From the December 2024 issue of Apollo. Preview and subscribe here.
Paris has been at the centre of the luxury trades for at least 300 years. ‘Fashion is to France what the gold mines of Peru are to Spain,’ Jean-Baptiste Colbert, the first minister of state to Louis XIV, declared in 1665. So it seemed appropriate that visitors to the first Art Basel Paris to take place in the newly renovated Grand Palais in October were greeted by a huge Louis Vuitton-branded sculpture by Frank Gehry placed high in the glass dome overlooking the galleries below.
Louis Vuitton was not the only luxury sponsor of the Swiss art fair. Miu Miu paid for the public art programme, including performances in the Palais d’Iena by Polish artist Goshka Macuga. Ruinart champagne stands were dotted around the fair and the Emergence section for young artists was sponsored by Galeries Lafayette. Guerlain, watchmaker Audemars Piguet and BMW were among the other sponsors. It was also the second iteration of Art Basel’s shop, selling pricey knick-knacks chosen by fashion influencer Sarah Andelman.
‘In Paris, fashion is betting on Art Basel’s big bang,’ trade publication The Business of Fashion reported, with a slew of dinners, artist talks and pop-up exhibitions organised by brands including Alaïa, Burberry and Dior timed to coincide with the fair. ‘In a period of waning interest in luxury, when maintaining relationships with the 1 per cent is paramount for brands, the art world represents an increasingly important window into the tastes of the world’s wealthiest culturati.’
The launch of Art Basel Paris also coincided with the opening of Sotheby’s new Paris headquarters at 83 rue du Faubourg Saint-Honoré. It is the former home of the Bernheim-Jeune gallery, which mounted the first retrospectives of Van Gogh, Matisse and Cézanne among others. A well-heeled queue developed outside the building to sample celebratory cocktails and towers of langoustines by celebrity food artist Laila Gohar.
Inside, they found a jewel-like art deco building that has been expensively restored.
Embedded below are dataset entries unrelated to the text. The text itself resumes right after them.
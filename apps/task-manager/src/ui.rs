//! UI rendering for task manager.

use crate::app::{App, InputField, View};
use ratatui::{
    layout::{Constraint, Direction, Layout, Rect},
    style::{Color, Modifier, Style},
    text::{Line, Span},
    widgets::{Block, Borders, Clear, List, ListItem, Paragraph, Tabs},
    Frame,
};
use task_core::{today, Priority, Status, Task};

pub fn draw(f: &mut Frame, app: &App) {
    let chunks = Layout::default()
        .direction(Direction::Vertical)
        .constraints([
            Constraint::Length(3),
            Constraint::Min(10),
            Constraint::Length(3),
        ])
        .split(f.area());

    draw_tabs(f, app, chunks[0]);

    match app.view {
        View::List => draw_list_view(f, app, chunks[1]),
        View::Board => draw_board_view(f, app, chunks[1]),
        View::Categories => draw_categories_view(f, app, chunks[1]),
        View::Agenda => draw_agenda_view(f, app, chunks[1]),
    }

    draw_status_bar(f, app, chunks[2]);

    if app.editing {
        draw_input_dialog(f, app);
    }

    if app.show_help {
        draw_help(f);
    }
}

fn draw_tabs(f: &mut Frame, app: &App, area: Rect) {
    let titles = vec!["[1] List", "[2] Board", "[3] Categories", "[4] Agenda"];
    let selected = match app.view {
        View::List => 0,
        View::Board => 1,
        View::Categories => 2,
        View::Agenda => 3,
    };

    let tabs = Tabs::new(titles)
        .block(Block::default().borders(Borders::ALL).title(" Task Manager "))
        .select(selected)
        .style(Style::default().fg(Color::White))
        .highlight_style(Style::default().fg(Color::Yellow).add_modifier(Modifier::BOLD));

    f.render_widget(tabs, area);
}

fn priority_color(priority: Priority) -> Color {
    match priority {
        Priority::High => Color::Red,
        Priority::Medium => Color::Yellow,
        Priority::Low => Color::Blue,
    }
}

fn task_item<'a>(app: &App, task: &Task, selected: bool) -> ListItem<'a> {
    let today = today();

    let mut style = Style::default();
    if task.is_completed() {
        style = style.fg(Color::DarkGray);
    } else if task.is_overdue_on(today) {
        style = style.fg(Color::Red);
    } else if task.is_due_on(today) {
        style = style.fg(Color::Yellow);
    }
    if selected {
        style = style.bg(Color::DarkGray).add_modifier(Modifier::BOLD);
    }

    let mut spans = vec![
        Span::raw(format!("{} ", task.status().symbol())),
        Span::styled(
            format!("{} ", task.priority().symbol()),
            Style::default().fg(priority_color(task.priority())),
        ),
        Span::raw(task.title().to_string()),
    ];

    if app.config.display.show_due_date {
        if let Some(due) = task.due_date() {
            spans.push(Span::raw(format!(" [{}]", app.config.display.format_date(due))));
        }
    }
    if app.config.display.show_category {
        if let Some(category) = task.category() {
            spans.push(Span::raw(format!(" @{}", category)));
        }
    }
    if let Some(recurrence) = task.recurrence() {
        spans.push(Span::raw(format!(" ↻{}", recurrence.as_str())));
    }
    if task.is_pending() && task.is_overdue_on(today) {
        spans.push(Span::styled(" OVERDUE", Style::default().add_modifier(Modifier::BOLD)));
    }

    ListItem::new(Line::from(spans)).style(style)
}

fn draw_list_view(f: &mut Frame, app: &App, area: Rect) {
    let items: Vec<ListItem> = app
        .visible_tasks()
        .into_iter()
        .enumerate()
        .map(|(i, task)| task_item(app, task, i == app.selected_index))
        .collect();

    let direction = if app.sort_ascending { "↑" } else { "↓" };
    let mut title = format!(" Tasks ({}) | Sort: {} {} ", items.len(), app.sort_field.label(), direction);
    if let Some(status) = app.filter.status {
        title.push_str(&format!("| {} ", status.label()));
    }
    if !app.filter.search.is_empty() {
        title.push_str(&format!("| /{} ", app.filter.search));
    }

    let list = List::new(items)
        .block(Block::default().borders(Borders::ALL).title(title));

    f.render_widget(list, area);
}

fn draw_board_view(f: &mut Frame, app: &App, area: Rect) {
    let columns = Layout::default()
        .direction(Direction::Horizontal)
        .constraints([Constraint::Percentage(50), Constraint::Percentage(50)])
        .split(area);

    let selected = app.selected_id();
    let statuses = [
        (Status::Pending, Color::Cyan),
        (Status::Completed, Color::Green),
    ];

    for (i, (status, color)) in statuses.iter().enumerate() {
        let tasks: Vec<ListItem> = app
            .visible_by_status(*status)
            .into_iter()
            .map(|task| task_item(app, task, selected.as_deref() == Some(task.id())))
            .collect();

        let block_title = format!(" {} ({}) ", status.label(), tasks.len());

        let list = List::new(tasks)
            .block(Block::default()
                .borders(Borders::ALL)
                .title(block_title)
                .border_style(Style::default().fg(*color)));

        f.render_widget(list, columns[i]);
    }
}

fn draw_categories_view(f: &mut Frame, app: &App, area: Rect) {
    let columns = Layout::default()
        .direction(Direction::Horizontal)
        .constraints([Constraint::Percentage(30), Constraint::Percentage(70)])
        .split(area);

    let summary: Vec<ListItem> = app
        .categories
        .iter()
        .map(|(name, count)| ListItem::new(format!("{} ({})", name, count)))
        .collect();
    let summary = List::new(summary)
        .block(Block::default().borders(Borders::ALL).title(" Categories "));
    f.render_widget(summary, columns[0]);

    let items: Vec<ListItem> = app
        .visible_tasks()
        .into_iter()
        .enumerate()
        .map(|(i, task)| task_item(app, task, i == app.selected_index))
        .collect();
    let list = List::new(items)
        .block(Block::default().borders(Borders::ALL).title(" Tasks by category "));
    f.render_widget(list, columns[1]);
}

fn draw_agenda_view(f: &mut Frame, app: &App, area: Rect) {
    let tasks = app.visible_tasks();
    let (overdue, upcoming) = tasks.split_at(app.overdue_count.min(tasks.len()));

    let mut items: Vec<ListItem> = Vec::new();
    items.push(ListItem::new(Line::from(Span::styled(
        format!("Overdue ({})", overdue.len()),
        Style::default().fg(Color::Red).add_modifier(Modifier::BOLD),
    ))));
    for (i, task) in overdue.iter().enumerate() {
        items.push(task_item(app, task, i == app.selected_index));
    }

    items.push(ListItem::new(Line::from(Span::styled(
        format!("Next {} days ({})", app.config.filters.upcoming_days, upcoming.len()),
        Style::default().fg(Color::Cyan).add_modifier(Modifier::BOLD),
    ))));
    for (i, task) in upcoming.iter().enumerate() {
        items.push(task_item(app, task, overdue.len() + i == app.selected_index));
    }

    let list = List::new(items)
        .block(Block::default().borders(Borders::ALL).title(" Agenda "));
    f.render_widget(list, area);
}

fn draw_status_bar(f: &mut Frame, app: &App, area: Rect) {
    let chunks = Layout::default()
        .direction(Direction::Horizontal)
        .constraints([Constraint::Percentage(50), Constraint::Percentage(50)])
        .split(area);

    // Stats
    let stats = format!(
        "Total: {} | Pending: {} | Done: {} ({}%) | Overdue: {} | Today: {}",
        app.stats.total,
        app.stats.pending,
        app.stats.completed,
        app.completion.completion_percentage,
        app.stats.overdue,
        app.stats.due_today,
    );
    let stats_widget = Paragraph::new(stats)
        .block(Block::default().borders(Borders::ALL));
    f.render_widget(stats_widget, chunks[0]);

    // Message or help hint
    let msg = app.message.clone().unwrap_or_else(|| "? for help | q to quit".to_string());
    let msg_widget = Paragraph::new(msg)
        .block(Block::default().borders(Borders::ALL));
    f.render_widget(msg_widget, chunks[1]);
}

fn draw_input_dialog(f: &mut Frame, app: &App) {
    let area = centered_rect(60, 20, f.area());
    f.render_widget(Clear, area);

    let title = match app.input_field {
        InputField::TaskTitle => " New Task ",
        InputField::Category => " Category (empty clears) ",
        InputField::DueDate => " Due Date YYYY-MM-DD (empty clears) ",
        InputField::RenameCategory => " Rename Category ",
        InputField::Search => " Search ",
        InputField::None => " Input ",
    };

    let input = Paragraph::new(app.input_buffer.as_str())
        .block(Block::default().borders(Borders::ALL).title(title))
        .style(Style::default().fg(Color::Yellow));

    f.render_widget(input, area);
}

fn draw_help(f: &mut Frame) {
    let area = centered_rect(60, 80, f.area());
    f.render_widget(Clear, area);

    let help_text = vec![
        Line::from(Span::styled("Navigation", Style::default().add_modifier(Modifier::BOLD))),
        Line::from("  j/k or arrows  Move selection"),
        Line::from("  g/G            Go to first/last"),
        Line::from("  1-4            Switch views"),
        Line::from(""),
        Line::from(Span::styled("Actions", Style::default().add_modifier(Modifier::BOLD))),
        Line::from("  a              Add task"),
        Line::from("  Enter/Space    Toggle complete"),
        Line::from("  d              Delete task"),
        Line::from("  p              Cycle priority"),
        Line::from("  r              Cycle recurrence"),
        Line::from("  C              Edit category"),
        Line::from("  D              Edit due date"),
        Line::from("  R              Rename category"),
        Line::from(""),
        Line::from(Span::styled("Filters", Style::default().add_modifier(Modifier::BOLD))),
        Line::from("  /              Search"),
        Line::from("  f              Cycle status filter"),
        Line::from("  s/S            Sort field/direction"),
        Line::from("  c              Toggle completed"),
        Line::from("  Esc            Clear filters"),
        Line::from(""),
        Line::from("  q              Quit"),
    ];

    let help = Paragraph::new(help_text)
        .block(Block::default().borders(Borders::ALL).title(" Help "));
    f.render_widget(help, area);
}

fn centered_rect(percent_x: u16, percent_y: u16, area: Rect) -> Rect {
    let popup_layout = Layout::default()
        .direction(Direction::Vertical)
        .constraints([
            Constraint::Percentage((100 - percent_y) / 2),
            Constraint::Percentage(percent_y),
            Constraint::Percentage((100 - percent_y) / 2),
        ])
        .split(area);

    Layout::default()
        .direction(Direction::Horizontal)
        .constraints([
            Constraint::Percentage((100 - percent_x) / 2),
            Constraint::Percentage(percent_x),
            Constraint::Percentage((100 - percent_x) / 2),
        ])
        .split(popup_layout[1])[1]
}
As well as an auction room and exhibition spaces, it features a ‘salon’ selling luxury goods and a wine-tasting cellar. At its inaugural ‘Surrealism and its Legacy’ sale, auctioneer Aurélie Vandevoorde hammered down a 1958 painting by Salvador Dalí, Rose Méditative, for €3.9m with fees – from a rostrum emblazoned with the name of fashion house Celine.
High-end fashion designers have long had a fascination with the art world, even before Yves St Laurent’s 1965 Mondrian dresses. But that has mushroomed in the past 20 years. At least 100 luxury businesses, not just fashion companies but also Rolls-Royce, Rolex and Porsche, now have arts programmes. These award prizes to artists, pay for mentorship schemes, commission projects and sponsor exhibitions. Some, including Prada, Cartier and Louis Vuitton, even have their own museums.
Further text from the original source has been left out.